The activation of pro matrix metalloproteinases (MMPs) by sequential proteolysis of the propeptide blocking the active site cleft is regarded as one of the key levels of regulation of these proteinases. Potential physiological mechanisms including cell-associated plasmin generation by urokinase-like plasminogen activator, or the action of cell surface MT1-MMPs appear to be involved in the initiation of cascades of pro MMP activation. Gelatinase A, collagenase 3 and gelatinase B may be activated by MT-MMP based mechanisms, as evidenced by both biochemical and cell based studies. Hence the regulation of MT-MMPs themselves becomes critical to the determination of MMP activity. This includes activation, assembly at the cell surfaces as TIMP-2 complexes and subsequent inactivation by proteolysis or TIMP inhibition.

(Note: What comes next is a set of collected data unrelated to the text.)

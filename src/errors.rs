use actix_web::{
    HttpRequest, HttpResponse, ResponseError,
    error::JsonPayloadError,
    http::{StatusCode, header},
};
use serde::Serialize;
use thiserror::Error;

#[derive(Debug, Error)]
pub enum StartupError {
    /// Any kind of IO errors
    #[error("{0}\ncaused by: {1}")]
    IoError(String, std::io::Error),

    /// None of the configured interfaces could be bound
    #[error("Failed to bind any of the configured interfaces on port {0}")]
    NoBindableInterface(u16),
}

#[derive(Debug, Error)]
pub enum ConfigValidationError {
    /// Port conflicts or invalid port ranges
    #[error("Port {port} is invalid or unavailable.\nSuggestion: {suggestion}")]
    PortError { port: u16, suggestion: String },

    /// Invalid base directory
    #[error("Path '{path}' is invalid: {reason}.\nSuggestion: {suggestion}")]
    PathError {
        path: String,
        reason: String,
        suggestion: String,
    },

    /// Listing suffix that can never match a plain file name
    #[error("Suffix '{suffix}' is invalid: {reason}.\nSuggestion: {suggestion}")]
    SuffixError {
        suffix: String,
        reason: String,
        suggestion: String,
    },

    /// Inconsistent rate limit or request size settings
    #[error("Security configuration error: {reason}.\nSuggestion: {suggestion}")]
    SecurityError { reason: String, suggestion: String },
}

#[derive(Debug, Error)]
pub enum RuntimeError {
    /// A required request field was missing, empty or unparsable
    #[error("Invalid request: {0}")]
    BadRequest(String),

    /// The configuration name would not resolve to a plain file inside the base directory
    #[error("Invalid configuration name '{name}'\nReason: {reason}")]
    InvalidName { name: String, reason: String },

    /// A configuration with that name is already present
    #[error("Configuration '{0}' already exists")]
    Conflict(String),

    /// No configuration file with that name
    #[error("Configuration '{0}' could not be found")]
    NotFound(String),

    /// Any filesystem failure, together with the message shown to the client
    #[error("I/O operation failed: {message}\nPath: {path}\nCaused by: {source}")]
    IoError {
        message: &'static str,
        path: String,
        source: std::io::Error,
    },

    /// Might occur when trying to access a route that does not exist
    #[error("Route {0} could not be found")]
    RouteNotFound(String),
}

/// JSON body of every error response
#[derive(Debug, Serialize)]
pub struct ErrorBody {
    pub message: String,
    #[serde(skip_serializing_if = "Option::is_none")]
    pub error: Option<String>,
}

impl RuntimeError {
    /// Wraps an IO error with the message the client will see
    pub fn io(message: &'static str, path: impl Into<String>, source: std::io::Error) -> Self {
        Self::IoError {
            message,
            path: path.into(),
            source,
        }
    }

    /// The body sent back to the client; the full chain only goes to the log
    pub fn body(&self) -> ErrorBody {
        use RuntimeError as E;
        match self {
            E::BadRequest(msg) => ErrorBody {
                message: msg.clone(),
                error: None,
            },
            E::InvalidName { reason, .. } => ErrorBody {
                message: format!("Invalid configuration name: {reason}"),
                error: None,
            },
            E::Conflict(_) => ErrorBody {
                message: "Configuration file already exists".to_string(),
                error: None,
            },
            E::NotFound(_) => ErrorBody {
                message: "Configuration not found".to_string(),
                error: None,
            },
            E::IoError {
                message, source, ..
            } => ErrorBody {
                message: message.to_string(),
                error: Some(source.to_string()),
            },
            E::RouteNotFound(route) => ErrorBody {
                message: format!("Route {route} could not be found"),
                error: None,
            },
        }
    }
}

impl ResponseError for RuntimeError {
    fn status_code(&self) -> StatusCode {
        use RuntimeError as E;
        use StatusCode as S;
        match self {
            E::BadRequest(_) => S::BAD_REQUEST,
            E::InvalidName { .. } => S::BAD_REQUEST,
            // Duplicate names are reported as a plain 400, same as missing fields
            E::Conflict(_) => S::BAD_REQUEST,
            E::NotFound(_) => S::NOT_FOUND,
            E::IoError { .. } => S::INTERNAL_SERVER_ERROR,
            E::RouteNotFound(_) => S::NOT_FOUND,
        }
    }

    fn error_response(&self) -> HttpResponse {
        log_error_chain(self.to_string());

        HttpResponse::build(self.status_code())
            .insert_header((header::CACHE_CONTROL, "no-store"))
            .json(self.body())
    }
}

/// Turns JSON extractor failures into the regular error body
pub fn json_error_handler(err: JsonPayloadError, _req: &HttpRequest) -> actix_web::Error {
    let reason = match &err {
        JsonPayloadError::OverflowKnownLength { .. } | JsonPayloadError::Overflow { .. } => {
            "Request body is too large".to_string()
        }
        JsonPayloadError::ContentType => "Expected a JSON request body".to_string(),
        _ => format!("Malformed request body: {err}"),
    };
    RuntimeError::BadRequest(reason).into()
}

pub fn log_error_chain(description: String) {
    for cause in description.lines() {
        log::error!("{cause}");
    }
}

/// Log configuration validation failures with structured context
pub fn log_validation_failure(error: &ConfigValidationError, context: &str) {
    match error {
        ConfigValidationError::PortError { port, .. } => {
            log::error!(
                "Configuration validation failed in {context}: Port conflict on port {port}"
            );
        }
        ConfigValidationError::PathError { path, reason, .. } => {
            log::error!(
                "Configuration validation failed in {context}: Path error for '{path}' - {reason}"
            );
        }
        ConfigValidationError::SuffixError { suffix, reason, .. } => {
            log::error!(
                "Configuration validation failed in {context}: Suffix error for '{suffix}' - {reason}"
            );
        }
        ConfigValidationError::SecurityError { reason, .. } => {
            log::error!("Configuration validation failed in {context}: Security error - {reason}");
        }
    }
}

We have assessed the effect of fibronectin and laminin-1 on the expression of molecules involved in the activation pathway of MMP-2, a key proteinase in tissue remodelling. HT1080 fibrosarcoma cells cultured on fibronectin were shown to activate endogenous MMP-2, to a level comparable with that elicited by treatment with phorbol ester. In contrast, the MMP-2 expressed by HT1080 cells cultured on laminin-1 was mainly in the pro- (inactive form). Culture of the cells on peptide fragments of fibronectin derived from the central cell binding domain also promoted MMP-2 activation, indicating that signals via fibronectin binding to integrin receptors may be involved. HT1080 cells cultured on immobilised antibodies to the alpha5 and beta1 integrin subunits secreted levels of active MMP-2 similar to those observed for full length fibronectin, whereas cells cultured on an antibody to the alpha6 integrin subunit secreted mainly proMMP-2. The data demonstrate that the activation of MMP-2 by HT1080 cells is regulated by the nature of the extracellular matrix, and that signals via the alpha5beta1 integrin receptor may be involved in the fibronectin induced up-regulation of MMP-2 activation. We then assessed the effect of fibronectin on the components of the putative MT1-MMP/TIMP-2 'receptor' complex implicated in MMP-2 activation. Levels of TIMP-2 protein expressed by HT1080 cells did not vary detectably between cells cultured on fibronectin or laminin-1. However, the expression of MT1-MMP protein was up-regulated when the cells were cultured on fibronectin, which could be attributed to an increase in levels of a truncated 45 kDa form. Parallel studies using gelatin zymography demonstrated that the up-regulation of the production of the 45 kDa band was concomitant with MMP-2 activation. Inhibitor studies revealed that the truncation of MT1-MMP to a 45 kDa form is MMP mediated, although not inhibited by TIMP-1. In vitro, the 45 kDa form could be generated by cleavage of membrane-bound native MT1-MMP with several recombinant MMPs, including both active MT1-MMP and MMP-2. The implication that either MMP-2 or MT1-MMP can process MT1-MMP to 45 kDa, raises the possibility that truncation of MT1-MMP represents a self-regulatory end-point in the activation pathway of MMP-2.